- _What is being asked_
Lines that contain "futures": how many are there in the listing below? Answer with a number and nothing more.

- _Dataset content_
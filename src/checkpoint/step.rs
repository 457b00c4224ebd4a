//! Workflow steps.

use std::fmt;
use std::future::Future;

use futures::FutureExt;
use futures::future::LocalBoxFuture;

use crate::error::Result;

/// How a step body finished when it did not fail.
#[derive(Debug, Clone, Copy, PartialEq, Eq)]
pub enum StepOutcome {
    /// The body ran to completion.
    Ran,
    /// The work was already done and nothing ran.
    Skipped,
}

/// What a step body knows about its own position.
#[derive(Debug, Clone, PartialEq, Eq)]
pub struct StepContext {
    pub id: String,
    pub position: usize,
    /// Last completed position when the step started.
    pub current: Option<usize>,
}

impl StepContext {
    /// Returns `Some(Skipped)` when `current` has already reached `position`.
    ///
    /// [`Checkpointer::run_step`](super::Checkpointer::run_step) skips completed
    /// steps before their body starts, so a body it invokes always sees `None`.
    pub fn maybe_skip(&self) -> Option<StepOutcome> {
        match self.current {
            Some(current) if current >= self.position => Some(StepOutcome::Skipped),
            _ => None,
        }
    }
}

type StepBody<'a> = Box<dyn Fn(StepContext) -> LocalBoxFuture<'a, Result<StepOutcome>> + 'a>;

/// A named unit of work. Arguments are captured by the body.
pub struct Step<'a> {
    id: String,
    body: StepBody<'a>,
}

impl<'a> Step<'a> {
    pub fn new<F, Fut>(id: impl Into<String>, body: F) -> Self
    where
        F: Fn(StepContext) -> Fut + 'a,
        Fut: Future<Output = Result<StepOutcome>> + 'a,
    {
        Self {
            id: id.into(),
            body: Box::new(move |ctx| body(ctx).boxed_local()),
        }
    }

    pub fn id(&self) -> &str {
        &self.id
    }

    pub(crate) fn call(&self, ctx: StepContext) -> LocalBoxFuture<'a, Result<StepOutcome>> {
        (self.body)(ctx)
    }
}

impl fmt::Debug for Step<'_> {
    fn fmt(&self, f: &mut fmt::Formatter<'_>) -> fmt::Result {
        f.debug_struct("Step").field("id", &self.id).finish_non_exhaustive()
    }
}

==

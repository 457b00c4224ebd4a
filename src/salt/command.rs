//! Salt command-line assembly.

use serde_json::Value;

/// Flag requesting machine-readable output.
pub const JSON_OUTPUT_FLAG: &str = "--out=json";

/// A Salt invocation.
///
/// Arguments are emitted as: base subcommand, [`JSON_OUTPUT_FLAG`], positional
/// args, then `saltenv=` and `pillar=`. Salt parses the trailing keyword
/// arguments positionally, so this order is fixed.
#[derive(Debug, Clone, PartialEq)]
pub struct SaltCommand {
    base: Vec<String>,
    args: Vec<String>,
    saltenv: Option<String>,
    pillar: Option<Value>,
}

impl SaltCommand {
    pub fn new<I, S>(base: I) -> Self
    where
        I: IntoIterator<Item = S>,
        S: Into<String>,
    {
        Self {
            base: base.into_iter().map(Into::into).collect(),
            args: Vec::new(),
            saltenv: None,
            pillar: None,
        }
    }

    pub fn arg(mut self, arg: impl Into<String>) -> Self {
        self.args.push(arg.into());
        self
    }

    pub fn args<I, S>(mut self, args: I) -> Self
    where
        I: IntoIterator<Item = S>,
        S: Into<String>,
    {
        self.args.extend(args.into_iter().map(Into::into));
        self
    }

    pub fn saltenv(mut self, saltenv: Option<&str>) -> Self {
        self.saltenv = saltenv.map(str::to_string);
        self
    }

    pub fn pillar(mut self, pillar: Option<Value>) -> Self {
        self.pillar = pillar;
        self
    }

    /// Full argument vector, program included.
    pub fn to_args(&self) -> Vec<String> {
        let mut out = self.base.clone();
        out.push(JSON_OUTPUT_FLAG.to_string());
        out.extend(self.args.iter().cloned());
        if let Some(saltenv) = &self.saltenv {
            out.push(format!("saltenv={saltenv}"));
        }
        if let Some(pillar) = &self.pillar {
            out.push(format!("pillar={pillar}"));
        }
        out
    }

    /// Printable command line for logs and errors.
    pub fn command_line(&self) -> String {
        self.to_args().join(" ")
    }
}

==

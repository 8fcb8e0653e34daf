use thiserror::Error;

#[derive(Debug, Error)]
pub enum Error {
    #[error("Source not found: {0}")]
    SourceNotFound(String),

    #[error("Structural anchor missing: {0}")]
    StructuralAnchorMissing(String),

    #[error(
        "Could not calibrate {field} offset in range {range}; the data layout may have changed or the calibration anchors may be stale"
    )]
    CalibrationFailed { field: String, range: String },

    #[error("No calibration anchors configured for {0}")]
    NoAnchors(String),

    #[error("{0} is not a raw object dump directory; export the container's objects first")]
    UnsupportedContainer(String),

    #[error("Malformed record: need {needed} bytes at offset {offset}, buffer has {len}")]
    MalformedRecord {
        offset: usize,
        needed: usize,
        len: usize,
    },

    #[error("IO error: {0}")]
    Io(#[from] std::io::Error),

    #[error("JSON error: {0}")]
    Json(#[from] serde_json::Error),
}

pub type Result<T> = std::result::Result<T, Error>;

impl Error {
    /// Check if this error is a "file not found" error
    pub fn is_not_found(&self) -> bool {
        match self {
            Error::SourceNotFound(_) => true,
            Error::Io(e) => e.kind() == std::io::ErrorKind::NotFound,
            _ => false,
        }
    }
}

- _Answer to the problem_
2